What you have to do: Find the line containing "if line.is_empty() ||" in the listing below. Repeat it exactly, along with each following line up to and including the one containing "assert_eq!(inst_file.nb_colors, 4);".

*** Input for this task Section Begins ***

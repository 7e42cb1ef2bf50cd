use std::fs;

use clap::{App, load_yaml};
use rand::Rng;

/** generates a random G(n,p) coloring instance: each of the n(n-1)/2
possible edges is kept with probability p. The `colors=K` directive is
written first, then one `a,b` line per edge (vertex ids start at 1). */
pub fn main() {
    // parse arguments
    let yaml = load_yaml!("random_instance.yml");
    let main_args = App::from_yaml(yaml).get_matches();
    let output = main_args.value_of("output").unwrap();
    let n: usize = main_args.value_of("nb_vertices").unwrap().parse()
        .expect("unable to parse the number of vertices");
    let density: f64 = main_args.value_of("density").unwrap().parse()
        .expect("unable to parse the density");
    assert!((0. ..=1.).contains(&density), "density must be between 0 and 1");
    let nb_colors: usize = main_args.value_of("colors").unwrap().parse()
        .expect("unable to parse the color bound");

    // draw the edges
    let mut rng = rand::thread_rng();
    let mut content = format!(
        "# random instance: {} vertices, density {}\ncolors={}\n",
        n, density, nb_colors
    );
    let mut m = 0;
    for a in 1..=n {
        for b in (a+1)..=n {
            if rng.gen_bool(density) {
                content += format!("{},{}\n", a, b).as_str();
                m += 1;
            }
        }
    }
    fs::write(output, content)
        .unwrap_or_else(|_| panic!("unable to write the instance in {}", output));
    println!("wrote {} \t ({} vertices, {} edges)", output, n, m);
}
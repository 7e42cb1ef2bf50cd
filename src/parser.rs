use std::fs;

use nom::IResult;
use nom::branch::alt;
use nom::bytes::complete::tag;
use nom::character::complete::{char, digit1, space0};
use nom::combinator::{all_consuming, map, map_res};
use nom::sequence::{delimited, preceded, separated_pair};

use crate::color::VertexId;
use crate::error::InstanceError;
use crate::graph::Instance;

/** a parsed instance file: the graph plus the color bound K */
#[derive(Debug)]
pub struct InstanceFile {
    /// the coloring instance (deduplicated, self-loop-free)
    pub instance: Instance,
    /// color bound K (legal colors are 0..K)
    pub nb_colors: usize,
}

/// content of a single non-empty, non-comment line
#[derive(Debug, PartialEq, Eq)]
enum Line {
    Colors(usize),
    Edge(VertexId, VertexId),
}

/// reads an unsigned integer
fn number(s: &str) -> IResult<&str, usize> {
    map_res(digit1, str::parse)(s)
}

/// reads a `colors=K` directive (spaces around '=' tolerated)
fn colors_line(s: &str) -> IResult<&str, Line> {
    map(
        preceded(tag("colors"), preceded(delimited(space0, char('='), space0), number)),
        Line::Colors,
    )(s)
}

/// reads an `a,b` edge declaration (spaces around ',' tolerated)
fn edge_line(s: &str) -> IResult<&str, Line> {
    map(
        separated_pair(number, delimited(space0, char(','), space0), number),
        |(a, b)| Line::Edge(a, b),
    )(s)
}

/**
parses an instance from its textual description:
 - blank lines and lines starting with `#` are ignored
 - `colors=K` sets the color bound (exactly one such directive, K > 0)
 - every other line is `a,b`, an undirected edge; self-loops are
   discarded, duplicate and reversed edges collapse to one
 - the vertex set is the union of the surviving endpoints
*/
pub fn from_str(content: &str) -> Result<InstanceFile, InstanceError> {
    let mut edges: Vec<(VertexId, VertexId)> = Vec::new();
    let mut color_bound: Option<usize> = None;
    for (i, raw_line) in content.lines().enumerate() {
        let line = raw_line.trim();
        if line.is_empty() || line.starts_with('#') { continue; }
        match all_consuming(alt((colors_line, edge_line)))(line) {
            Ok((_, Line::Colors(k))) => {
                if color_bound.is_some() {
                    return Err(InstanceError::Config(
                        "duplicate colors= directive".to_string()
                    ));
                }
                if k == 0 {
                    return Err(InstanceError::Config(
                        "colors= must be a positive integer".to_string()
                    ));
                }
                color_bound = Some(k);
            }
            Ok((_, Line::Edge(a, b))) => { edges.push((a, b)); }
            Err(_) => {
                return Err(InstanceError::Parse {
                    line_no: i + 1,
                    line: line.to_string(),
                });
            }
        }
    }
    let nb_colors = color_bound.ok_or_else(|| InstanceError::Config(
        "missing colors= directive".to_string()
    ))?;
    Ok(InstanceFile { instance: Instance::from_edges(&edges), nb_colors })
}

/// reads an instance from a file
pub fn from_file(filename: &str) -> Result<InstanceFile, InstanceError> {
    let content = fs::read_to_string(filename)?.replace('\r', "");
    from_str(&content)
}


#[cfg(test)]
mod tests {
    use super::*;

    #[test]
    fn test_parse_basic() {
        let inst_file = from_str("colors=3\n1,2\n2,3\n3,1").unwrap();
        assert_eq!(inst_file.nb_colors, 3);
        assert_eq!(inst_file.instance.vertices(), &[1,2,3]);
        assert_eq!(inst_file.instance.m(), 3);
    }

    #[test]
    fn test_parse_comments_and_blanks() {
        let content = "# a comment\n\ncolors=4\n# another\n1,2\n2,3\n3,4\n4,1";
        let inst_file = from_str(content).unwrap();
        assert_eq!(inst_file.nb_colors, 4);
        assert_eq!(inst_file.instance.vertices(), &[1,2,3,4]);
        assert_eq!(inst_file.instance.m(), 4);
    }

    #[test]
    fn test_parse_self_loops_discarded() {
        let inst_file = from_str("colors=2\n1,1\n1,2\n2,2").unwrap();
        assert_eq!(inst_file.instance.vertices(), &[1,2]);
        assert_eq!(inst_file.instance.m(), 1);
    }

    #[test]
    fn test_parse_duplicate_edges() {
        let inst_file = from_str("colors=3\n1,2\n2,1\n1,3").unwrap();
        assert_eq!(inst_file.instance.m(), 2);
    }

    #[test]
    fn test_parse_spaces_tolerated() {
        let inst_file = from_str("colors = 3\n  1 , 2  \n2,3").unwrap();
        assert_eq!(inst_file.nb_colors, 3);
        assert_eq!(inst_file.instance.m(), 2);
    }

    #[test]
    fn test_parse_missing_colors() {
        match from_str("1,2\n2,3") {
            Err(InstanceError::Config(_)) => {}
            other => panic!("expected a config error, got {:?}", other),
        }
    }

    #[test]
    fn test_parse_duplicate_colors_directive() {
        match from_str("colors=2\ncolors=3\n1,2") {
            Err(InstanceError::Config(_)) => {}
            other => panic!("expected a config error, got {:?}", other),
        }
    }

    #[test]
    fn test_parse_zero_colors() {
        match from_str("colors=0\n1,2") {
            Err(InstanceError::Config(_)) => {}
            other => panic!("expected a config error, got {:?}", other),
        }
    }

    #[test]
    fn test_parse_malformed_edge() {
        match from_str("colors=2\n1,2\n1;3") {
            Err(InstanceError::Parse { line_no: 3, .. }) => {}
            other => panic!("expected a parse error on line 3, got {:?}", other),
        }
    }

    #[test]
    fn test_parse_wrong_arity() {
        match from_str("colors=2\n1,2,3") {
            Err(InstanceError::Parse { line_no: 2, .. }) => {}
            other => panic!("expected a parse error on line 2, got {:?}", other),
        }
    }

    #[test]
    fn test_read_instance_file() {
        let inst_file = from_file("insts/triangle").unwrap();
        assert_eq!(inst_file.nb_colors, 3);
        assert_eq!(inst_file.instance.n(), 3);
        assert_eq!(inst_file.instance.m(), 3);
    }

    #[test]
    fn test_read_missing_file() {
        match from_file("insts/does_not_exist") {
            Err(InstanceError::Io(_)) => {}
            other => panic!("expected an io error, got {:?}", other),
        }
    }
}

*** Input for this task Section Ends ***
*** Input for this task Section Begins ***

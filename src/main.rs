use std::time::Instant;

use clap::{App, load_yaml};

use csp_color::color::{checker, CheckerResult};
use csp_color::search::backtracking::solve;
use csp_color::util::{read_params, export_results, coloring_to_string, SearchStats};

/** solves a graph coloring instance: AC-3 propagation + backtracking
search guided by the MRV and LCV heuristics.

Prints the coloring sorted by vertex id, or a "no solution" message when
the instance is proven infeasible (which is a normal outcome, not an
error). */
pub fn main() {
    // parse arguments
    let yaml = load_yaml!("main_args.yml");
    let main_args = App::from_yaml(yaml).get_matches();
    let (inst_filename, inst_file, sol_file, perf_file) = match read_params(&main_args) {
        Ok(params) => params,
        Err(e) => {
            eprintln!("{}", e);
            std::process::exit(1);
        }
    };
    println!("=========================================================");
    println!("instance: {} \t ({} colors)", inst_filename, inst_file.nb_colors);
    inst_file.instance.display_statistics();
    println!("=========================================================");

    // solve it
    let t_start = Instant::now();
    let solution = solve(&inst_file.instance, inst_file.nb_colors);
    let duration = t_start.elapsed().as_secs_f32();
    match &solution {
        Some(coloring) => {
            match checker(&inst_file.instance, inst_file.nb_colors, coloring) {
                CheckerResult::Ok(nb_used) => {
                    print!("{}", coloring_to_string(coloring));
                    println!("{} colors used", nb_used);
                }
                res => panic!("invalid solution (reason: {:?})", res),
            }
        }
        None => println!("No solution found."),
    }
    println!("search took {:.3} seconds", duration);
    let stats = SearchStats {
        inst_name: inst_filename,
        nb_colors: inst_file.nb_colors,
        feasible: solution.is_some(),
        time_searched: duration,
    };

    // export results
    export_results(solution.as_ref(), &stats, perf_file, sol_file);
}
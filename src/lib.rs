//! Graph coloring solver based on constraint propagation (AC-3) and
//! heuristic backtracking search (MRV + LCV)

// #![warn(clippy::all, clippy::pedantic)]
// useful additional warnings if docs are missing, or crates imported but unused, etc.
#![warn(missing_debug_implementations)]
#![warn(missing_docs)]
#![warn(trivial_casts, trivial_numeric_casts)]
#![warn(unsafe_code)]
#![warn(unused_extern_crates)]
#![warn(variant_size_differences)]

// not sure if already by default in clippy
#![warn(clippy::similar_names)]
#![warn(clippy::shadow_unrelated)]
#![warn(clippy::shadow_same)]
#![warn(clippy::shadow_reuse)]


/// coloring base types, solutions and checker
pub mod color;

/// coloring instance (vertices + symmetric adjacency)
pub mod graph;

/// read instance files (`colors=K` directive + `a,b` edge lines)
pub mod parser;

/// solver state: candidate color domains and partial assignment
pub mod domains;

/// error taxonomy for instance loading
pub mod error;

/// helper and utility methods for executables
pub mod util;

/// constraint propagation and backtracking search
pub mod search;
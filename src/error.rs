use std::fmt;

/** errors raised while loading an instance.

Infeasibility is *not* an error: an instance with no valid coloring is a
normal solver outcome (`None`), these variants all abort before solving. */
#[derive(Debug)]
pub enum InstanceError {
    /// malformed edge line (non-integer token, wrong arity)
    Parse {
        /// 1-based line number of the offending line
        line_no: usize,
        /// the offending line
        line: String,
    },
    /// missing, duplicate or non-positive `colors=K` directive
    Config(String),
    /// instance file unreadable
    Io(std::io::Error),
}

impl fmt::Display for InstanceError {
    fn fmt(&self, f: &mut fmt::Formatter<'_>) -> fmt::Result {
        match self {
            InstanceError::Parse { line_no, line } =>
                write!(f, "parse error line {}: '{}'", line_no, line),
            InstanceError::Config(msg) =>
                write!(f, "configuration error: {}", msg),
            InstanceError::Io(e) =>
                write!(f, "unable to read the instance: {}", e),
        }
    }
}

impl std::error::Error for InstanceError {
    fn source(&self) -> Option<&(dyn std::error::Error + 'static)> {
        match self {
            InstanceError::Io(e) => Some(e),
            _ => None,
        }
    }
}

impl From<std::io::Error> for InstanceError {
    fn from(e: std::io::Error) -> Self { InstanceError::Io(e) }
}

*** Input for this task Section Ends ***
*** Input for this task Section Begins ***

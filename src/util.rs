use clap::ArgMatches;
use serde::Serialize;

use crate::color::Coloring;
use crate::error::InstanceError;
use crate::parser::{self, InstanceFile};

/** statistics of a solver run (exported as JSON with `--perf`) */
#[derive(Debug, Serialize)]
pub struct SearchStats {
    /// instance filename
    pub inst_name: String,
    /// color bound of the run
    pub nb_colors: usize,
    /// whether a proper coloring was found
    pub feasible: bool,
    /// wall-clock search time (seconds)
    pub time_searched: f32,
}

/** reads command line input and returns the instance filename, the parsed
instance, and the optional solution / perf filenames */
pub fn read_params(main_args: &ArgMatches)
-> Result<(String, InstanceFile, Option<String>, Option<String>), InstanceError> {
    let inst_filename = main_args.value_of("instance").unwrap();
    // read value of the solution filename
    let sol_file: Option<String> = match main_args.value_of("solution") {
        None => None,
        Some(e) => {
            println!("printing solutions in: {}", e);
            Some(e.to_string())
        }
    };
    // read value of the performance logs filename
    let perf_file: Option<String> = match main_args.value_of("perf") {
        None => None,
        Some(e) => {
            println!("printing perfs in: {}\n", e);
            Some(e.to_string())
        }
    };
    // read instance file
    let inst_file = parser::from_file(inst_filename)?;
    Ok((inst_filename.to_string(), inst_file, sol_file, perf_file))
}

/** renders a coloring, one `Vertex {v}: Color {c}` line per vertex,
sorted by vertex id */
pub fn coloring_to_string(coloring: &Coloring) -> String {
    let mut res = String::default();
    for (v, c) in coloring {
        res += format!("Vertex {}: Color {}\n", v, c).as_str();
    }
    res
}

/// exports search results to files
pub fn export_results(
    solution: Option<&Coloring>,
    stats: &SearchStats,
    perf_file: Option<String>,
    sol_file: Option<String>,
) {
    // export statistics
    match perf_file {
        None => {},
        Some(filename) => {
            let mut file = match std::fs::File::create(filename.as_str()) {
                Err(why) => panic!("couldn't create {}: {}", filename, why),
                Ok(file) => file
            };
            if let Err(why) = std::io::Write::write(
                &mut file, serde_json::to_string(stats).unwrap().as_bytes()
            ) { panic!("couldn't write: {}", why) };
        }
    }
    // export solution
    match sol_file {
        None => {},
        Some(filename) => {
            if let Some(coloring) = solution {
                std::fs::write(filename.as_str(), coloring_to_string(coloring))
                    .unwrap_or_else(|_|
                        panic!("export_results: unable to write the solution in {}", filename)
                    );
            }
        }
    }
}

*** Input for this task Section Ends ***

Result of the task:
        if line.is_empty() || line.starts_with('#') { continue; }
        match all_consuming(alt((colors_line, edge_line)))(line) {
            Ok((_, Line::Colors(k))) => {
                if color_bound.is_some() {
                    return Err(InstanceError::Config(
                        "duplicate colors= directive".to_string()
                    ));
                }
                if k == 0 {
                    return Err(InstanceError::Config(
                        "colors= must be a positive integer".to_string()
                    ));
                }
                color_bound = Some(k);
            }
            Ok((_, Line::Edge(a, b))) => { edges.push((a, b)); }
            Err(_) => {
                return Err(InstanceError::Parse {
                    line_no: i + 1,
                    line: line.to_string(),
                });
            }
        }
    }
    let nb_colors = color_bound.ok_or_else(|| InstanceError::Config(
        "missing colors= directive".to_string()
    ))?;
    Ok(InstanceFile { instance: Instance::from_edges(&edges), nb_colors })
}

/// reads an instance from a file
pub fn from_file(filename: &str) -> Result<InstanceFile, InstanceError> {
    let content = fs::read_to_string(filename)?.replace('\r', "");
    from_str(&content)
}


#[cfg(test)]
mod tests {
    use super::*;

    #[test]
    fn test_parse_basic() {
        let inst_file = from_str("colors=3\n1,2\n2,3\n3,1").unwrap();
        assert_eq!(inst_file.nb_colors, 3);
        assert_eq!(inst_file.instance.vertices(), &[1,2,3]);
        assert_eq!(inst_file.instance.m(), 3);
    }

    #[test]
    fn test_parse_comments_and_blanks() {
        let content = "# a comment\n\ncolors=4\n# another\n1,2\n2,3\n3,4\n4,1";
        let inst_file = from_str(content).unwrap();
        assert_eq!(inst_file.nb_colors, 4);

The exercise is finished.